African ant (Pachycondyla sp) attacked by an insect eating Fungus (Cordyceps sp) Guinea, West Africa. Photo © PIOTR NASKRECKI/ MINDEN PICTURES/National Geographic Creative
A few years ago I wrote about a curious and very specific relationship between some beetles and their wood-eating fungus symbiotic partner, and we’ve also shared other work on crazy parasitic creatures that can alter their hosts’ behavior, sometimes pretty radically (warning, creepy video). Believe it or not, the photo above isn’t some weirdly-antlered African ant–well, actually it is, but the antlers aren’t part of the ant’s body, they’re the spore-spreading apparatus of a parasitic fungus. Read on for more about the real-life World War Z that has been going on between ants (as well as other insects) and a family of zombifying fungi for millennia.
Earlier this week I went to a lecture hosted by Cornell’s Department of Neurobiology and Behavior titled “Zombie Ants: the precise manipulation of animal behavior by a fungal parasite.” The lecturer was David Hughes, Professor of Entomology at Penn State University, whose faculty webpage provides PDF links to most of the articles that he has contributed to if you’re interested in checking out the actual journal pieces on this topic.
Professor Hughes studies the parasitic fungus Ophiocordyceps unilateralis (although he and his collaborators have also identified several other species in recent years, since a high level of specialization is required to both infect and affect different species of ants). He and his team analyze the fungi’s relationships with different types of carpenter ant in the forests of Thailand, Brazil, Australia, and the US (South Carolina). Essentially, what happens is a worker ant comes into contact with a spore of the Cordyceps fungus, which through a combination of enzymes and mechanical pressure forces itself through the insect’s cuticle and then grows throughout the body cavity, taking control of the head and changing the ant’s behavior.
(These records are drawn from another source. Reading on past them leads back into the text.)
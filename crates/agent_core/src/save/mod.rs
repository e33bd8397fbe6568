// Save/Load System for the agent career
// JSON text blob for the UI boundary; MessagePack + LZ4 + SHA-256 for slot files

pub mod error;
pub mod format;
pub mod manager;
pub mod migration;

pub use error::SaveError;
pub use format::{
    decompress_and_deserialize, serialize_and_compress, world_from_json, world_to_json, GameSave,
    SaveDetails,
};
pub use manager::{FileSaveStore, SaveSlotInfo, SLOT_COUNT};
pub use migration::migrate_save;

use crate::state::WorldState;

pub const SAVE_VERSION: u32 = 1;

/// Persistence collaborator the engine calls after state changes.
///
/// Failures are reported as `false`/`None`; `load` returning `None` is the
/// normal first-run case.
pub trait SaveStore {
    fn save(&mut self, world: &WorldState) -> bool;
    fn load(&self) -> Option<WorldState>;
}

/// Keeps the last saved world as JSON text
#[derive(Debug, Clone, Default)]
pub struct MemorySaveStore {
    blob: Option<String>,
    saves: usize,
}

impl MemorySaveStore {
    pub fn new() -> Self {
        Self::default()
    }

    /// Number of successful saves
    pub fn save_count(&self) -> usize {
        self.saves
    }

    pub fn blob(&self) -> Option<&str> {
        self.blob.as_deref()
    }
}

impl SaveStore for MemorySaveStore {
    fn save(&mut self, world: &WorldState) -> bool {
        match world_to_json(world) {
            Ok(json) => {
                self.blob = Some(json);
                self.saves += 1;
                true
            }
            Err(e) => {
                log::warn!("In-memory save failed: {}", e);
                false
            }
        }
    }

    fn load(&self) -> Option<WorldState> {
        let json = self.blob.as_deref()?;
        match world_from_json(json) {
            Ok(world) => Some(world),
            Err(e) => {
                log::warn!("In-memory save is unreadable: {}", e);
                None
            }
        }
    }
}

#[cfg(test)]
mod tests {
    use super::*;
    use crate::config::EngineConfig;
    use crate::generation::generate_world;
    use crate::models::Difficulty;
    use crate::random::GameRng;

    #[test]
    fn test_memory_store_roundtrip() {
        let mut store = MemorySaveStore::new();
        assert!(store.load().is_none());

        let world = generate_world("Test", Difficulty::Hard, &EngineConfig::testing(), &mut GameRng::seeded(201));
        assert!(store.save(&world));
        assert_eq!(store.save_count(), 1);
        assert_eq!(store.load(), Some(world));
    }

    #[test]
    fn test_memory_store_tolerates_garbage() {
        let store = MemorySaveStore { blob: Some("{\"agent\":".to_string()), saves: 1 };
        assert!(store.load().is_none());
    }
}
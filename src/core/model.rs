//! History document model
//!
//! Day entries wrap the raw JSON value so that fields this tool does not know
//! about are written back exactly as they were read.

use serde::de::Error as _;
use serde::{Deserialize, Serialize};
use serde_json::Value;

/// Ordered list of day entries, as stored in `presence-history.json`
pub type HistoryDocument = Vec<DayEntry>;

/// One calendar day of presences
#[derive(Debug, Clone, PartialEq, Serialize, Deserialize)]
#[serde(transparent)]
pub struct DayEntry(Value);

impl DayEntry {
    pub fn new(value: Value) -> Self {
        Self(value)
    }

    pub fn as_value(&self) -> &Value {
        &self.0
    }

    pub fn into_value(self) -> Value {
        self.0
    }

    /// Label used in messages: the `date` field, or `Unknown` when absent
    pub fn date_label(&self) -> String {
        match self.0.get("date") {
            Some(Value::String(date)) => date.clone(),
            None | Some(Value::Null) => "Unknown".to_string(),
            Some(other) => other.to_string(),
        }
    }

    /// The `presences` sequence, if the entry has one
    pub fn presences(&self) -> Option<&Vec<Value>> {
        self.0.get("presences")?.as_array()
    }

    pub fn presences_mut(&mut self) -> Option<&mut Vec<Value>> {
        self.0.get_mut("presences")?.as_array_mut()
    }
}

impl From<Value> for DayEntry {
    fn from(value: Value) -> Self {
        Self(value)
    }
}

/// The fields of a presence record that take part in its identity
///
/// Extra fields are ignored here; the record itself stays a raw JSON value.
#[derive(Debug, Clone, Default, PartialEq, Deserialize)]
pub struct Presence {
    #[serde(default)]
    pub nom: Option<String>,
    #[serde(default)]
    pub prenom: Option<String>,
    #[serde(default)]
    pub date: Option<String>,
}

impl Presence {
    pub fn from_value(value: &Value) -> serde_json::Result<Self> {
        if !value.is_object() {
            return Err(serde_json::Error::custom(format!(
                "expected a presence object, found {}",
                value
            )));
        }
        Presence::deserialize(value)
    }
}
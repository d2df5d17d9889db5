//! Errors raised while deduplicating a history document

use thiserror::Error;

/// A presence that cannot be keyed. Any of these aborts the whole run.
#[derive(Error, Debug)]
pub enum DedupError {
    #[error("{day}: presence #{index} has no `date` field")]
    MissingTimestamp { day: String, index: usize },

    #[error("{day}: presence #{index} has an unparsable date {value:?}")]
    InvalidTimestamp {
        day: String,
        index: usize,
        value: String,
    },

    #[error("{day}: presence #{index} is malformed: {source}")]
    MalformedPresence {
        day: String,
        index: usize,
        #[source]
        source: serde_json::Error,
    },
}

pub type Result<T> = std::result::Result<T, DedupError>;
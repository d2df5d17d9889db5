//! Presence identity: normalized names plus the parsed timestamp

use chrono::{DateTime, NaiveDate, NaiveDateTime, Timelike, Utc};
use serde_json::Value;
use std::borrow::Cow;

use super::error::{DedupError, Result};
use super::model::Presence;

const OFFSET_FORMATS: &[&str] = &[
    "%Y-%m-%dT%H:%M:%S%.f%:z",
    "%Y-%m-%d %H:%M:%S%.f%:z",
    "%Y-%m-%dT%H:%M%:z",
    "%Y-%m-%d %H:%M%:z",
];

// No offset: read as UTC.
const NAIVE_FORMATS: &[&str] = &[
    "%Y-%m-%dT%H:%M:%S%.f",
    "%Y-%m-%d %H:%M:%S%.f",
    "%Y-%m-%dT%H:%M",
    "%Y-%m-%d %H:%M",
];

/// Trim and lower-case a name for comparison. `None` counts as empty.
pub fn normalize_name(name: Option<&str>) -> String {
    name.unwrap_or("").trim().to_lowercase()
}

/// Parse an ISO-8601 timestamp, reading a trailing `Z` as `+00:00`
///
/// Leap seconds (`:60`) are rejected, as are hour-only times and `+HH`
/// offsets without minutes.
///
/// # Returns
/// The instant in UTC, or `None` if the value is not a recognised form
pub fn parse_timestamp(raw: &str) -> Option<DateTime<Utc>> {
    // Only an upper-case `Z` means UTC; a lower-case `z` stays and fails to parse.
    let value = match raw.strip_suffix('Z') {
        Some(rest) => Cow::Owned(format!("{rest}+00:00")),
        None => Cow::Borrowed(raw),
    };

    parse_instant(&value).filter(|instant| instant.nanosecond() < 1_000_000_000)
}

fn parse_instant(value: &str) -> Option<DateTime<Utc>> {
    for format in OFFSET_FORMATS {
        if let Ok(parsed) = DateTime::parse_from_str(value, format) {
            return Some(parsed.with_timezone(&Utc));
        }
    }

    for format in NAIVE_FORMATS {
        if let Ok(parsed) = NaiveDateTime::parse_from_str(value, format) {
            return Some(parsed.and_utc());
        }
    }

    NaiveDate::parse_from_str(value, "%Y-%m-%d")
        .ok()
        .and_then(|date| date.and_hms_opt(0, 0, 0))
        .map(|midnight| midnight.and_utc())
}

/// Composite identity of a presence inside one day
#[derive(Debug, Clone, PartialEq, Eq, Hash)]
pub struct PresenceKey {
    pub nom: String,
    pub prenom: String,
    /// Unix epoch timestamp in microseconds
    pub timestamp: i64,
}

impl PresenceKey {
    /// Build the key of the `index`-th presence of `day`
    pub fn from_value(value: &Value, day: &str, index: usize) -> Result<Self> {
        let presence = Presence::from_value(value).map_err(|source| DedupError::MalformedPresence {
            day: day.to_string(),
            index,
            source,
        })?;

        let raw_date = presence.date.as_deref().ok_or_else(|| DedupError::MissingTimestamp {
            day: day.to_string(),
            index,
        })?;
        let timestamp = parse_timestamp(raw_date).ok_or_else(|| DedupError::InvalidTimestamp {
            day: day.to_string(),
            index,
            value: raw_date.to_string(),
        })?;

        Ok(Self {
            nom: normalize_name(presence.nom.as_deref()),
            prenom: normalize_name(presence.prenom.as_deref()),
            timestamp: timestamp.timestamp_micros(),
        })
    }
}
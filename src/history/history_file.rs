//! Presence-history file I/O

use anyhow::{bail, Context, Result};
use chrono::{DateTime, Utc};
use std::fs::{self, File, OpenOptions};
use std::io::{self, BufReader, BufWriter, ErrorKind, Write};
use std::path::{Path, PathBuf};
use tracing::{debug, info};

use crate::core::model::HistoryDocument;

/// Load a history document from disk
///
/// # Arguments
/// * `path` - JSON file whose top level is an array of day entries
///
/// # Returns
/// The day entries in file order
pub fn load_history(path: &Path) -> Result<HistoryDocument> {
    let file = File::open(path)
        .with_context(|| format!("Failed to open history file {}", path.display()))?;
    let history: HistoryDocument = serde_json::from_reader(BufReader::new(file))
        .with_context(|| format!("Failed to parse history file {}", path.display()))?;

    info!(path = %path.display(), days = history.len(), "Loaded history");
    Ok(history)
}

/// Write a history document as pretty-printed JSON (two-space indent)
pub fn save_history(path: &Path, history: &HistoryDocument) -> Result<()> {
    if let Some(parent) = path.parent() {
        if !parent.as_os_str().is_empty() {
            fs::create_dir_all(parent)
                .with_context(|| format!("Failed to create directory {}", parent.display()))?;
        }
    }

    let file = File::create(path)
        .with_context(|| format!("Failed to create output file {}", path.display()))?;
    let mut writer = BufWriter::new(file);
    serde_json::to_writer_pretty(&mut writer, history)
        .with_context(|| format!("Failed to write output file {}", path.display()))?;
    writeln!(writer)?;
    writer.flush()?;

    debug!(path = %path.display(), days = history.len(), "Saved history");
    Ok(())
}

/// Copy the original file to `backup` before anything is overwritten
///
/// An existing file at `backup` is never replaced.
pub fn backup_history(source: &Path, backup: &Path) -> Result<()> {
    let mut original = File::open(source)
        .with_context(|| format!("Failed to open history file {}", source.display()))?;
    let mut target = match OpenOptions::new().write(true).create_new(true).open(backup) {
        Ok(file) => file,
        Err(e) if e.kind() == ErrorKind::AlreadyExists => {
            bail!("Backup file {} already exists, refusing to overwrite it", backup.display())
        }
        Err(e) => {
            return Err(e).with_context(|| format!("Failed to create backup file {}", backup.display()))
        }
    };

    io::copy(&mut original, &mut target).with_context(|| {
        format!(
            "Failed to back up {} to {}",
            source.display(),
            backup.display()
        )
    })?;
    target.flush()?;

    debug!(source = %source.display(), backup = %backup.display(), "Backup created");
    Ok(())
}

/// `presence-history.json` -> `presence-history-cleaned.json`, next to the input
pub fn default_output_path(input: &Path) -> PathBuf {
    sibling_with_suffix(input, "cleaned")
}

/// `presence-history.json` -> `presence-history-backup-20240101T080000Z.json`,
/// next to the input, stamped with `now`
pub fn default_backup_path(input: &Path, now: DateTime<Utc>) -> PathBuf {
    let suffix = format!("backup-{}", now.format("%Y%m%dT%H%M%SZ"));
    sibling_with_suffix(input, &suffix)
}

fn sibling_with_suffix(input: &Path, suffix: &str) -> PathBuf {
    let stem = input
        .file_stem()
        .map(|s| s.to_string_lossy().into_owned())
        .unwrap_or_else(|| "presence-history".to_string());
    let name = match input.extension() {
        Some(ext) => format!("{}-{}.{}", stem, suffix, ext.to_string_lossy()),
        None => format!("{}-{}.json", stem, suffix),
    };
    input.with_file_name(name)
}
B) is a light micrograph (LM) of healthy muscle and C) is a LM of muscle from a behaviorally manipulated ant that was biting a leaf and alive when removed for fixation. The small blobs between the fibers are fungal cells.
First, the ant convulses and falls from its position in the higher canopy and walks in seemingly random fashion over to a tree and climbs it, but somewhere around 25cm (~10in) above the ground the ant stops ascending and trudges onto a tree leaf (Hughes has seen that in Thailand leaves oriented North-NorthWest are most often selected, indicating a fungus preference to certain solar or wind patterns), chooses a primary or secondary vein, and just around solar noon the zombie jams its jaws into the strong fiber of the leaf vein. At this point the ant’s mandibular muscles have been atrophied, significantly altered by the fungus on a mechanical rather than a neurological level, as you can see from the light micrographs of mandibular muscle on the left (clicking on the image will take you to the article I took the photo from). The benefit of this atrophy to the fungus is that it basically causes a form of lockjaw in the ant, so that once it has clamped down hard on the leaf, its mandibles will not open again even after death, which comes quite soon after the “death grip.”
Fossils of leaves with markings remarkably identical to the death grip scarring seen in leaves today indicate that the parasitism may have arisen even earlier than 48 million years ago (the fossils from Germany were around that old). But what happens once the ant has died holding on to the leaf? Let the BBC and David Attenborough show and tell you:
Since the ant’s body becomes the radiating point for more parasitic spores to be spread from, the bizarre antlers on the African ant shown above make more sense: the fungus is trying to increase the range of potential infection. In fact, I wouldn’t be surprised if the photo had been rotated for visual purposes (as in the second photo from the top by Dzaeman), because quite a few of the ant species are directed by their zombifying parasites to cling to the underside of the leaf or twig, probably to both avoid the ant getting eaten by predators and to help spread the spores–many of the spores would just fall on the leaf if the ant were on top of it rather than below. Apart from the fantastic images from the video above, you might also want to explore a slideshow of photos from LiveScience, and if you’re itching for more videos, here’s a TED Talk by mycologist Paul Stamets, who mentions the pest-control possibilities of fungi in his six ways to save the world with mushrooms. But don’t let me tell you what to do. And don’t go near any tree-huggers with something sprouting from their necks.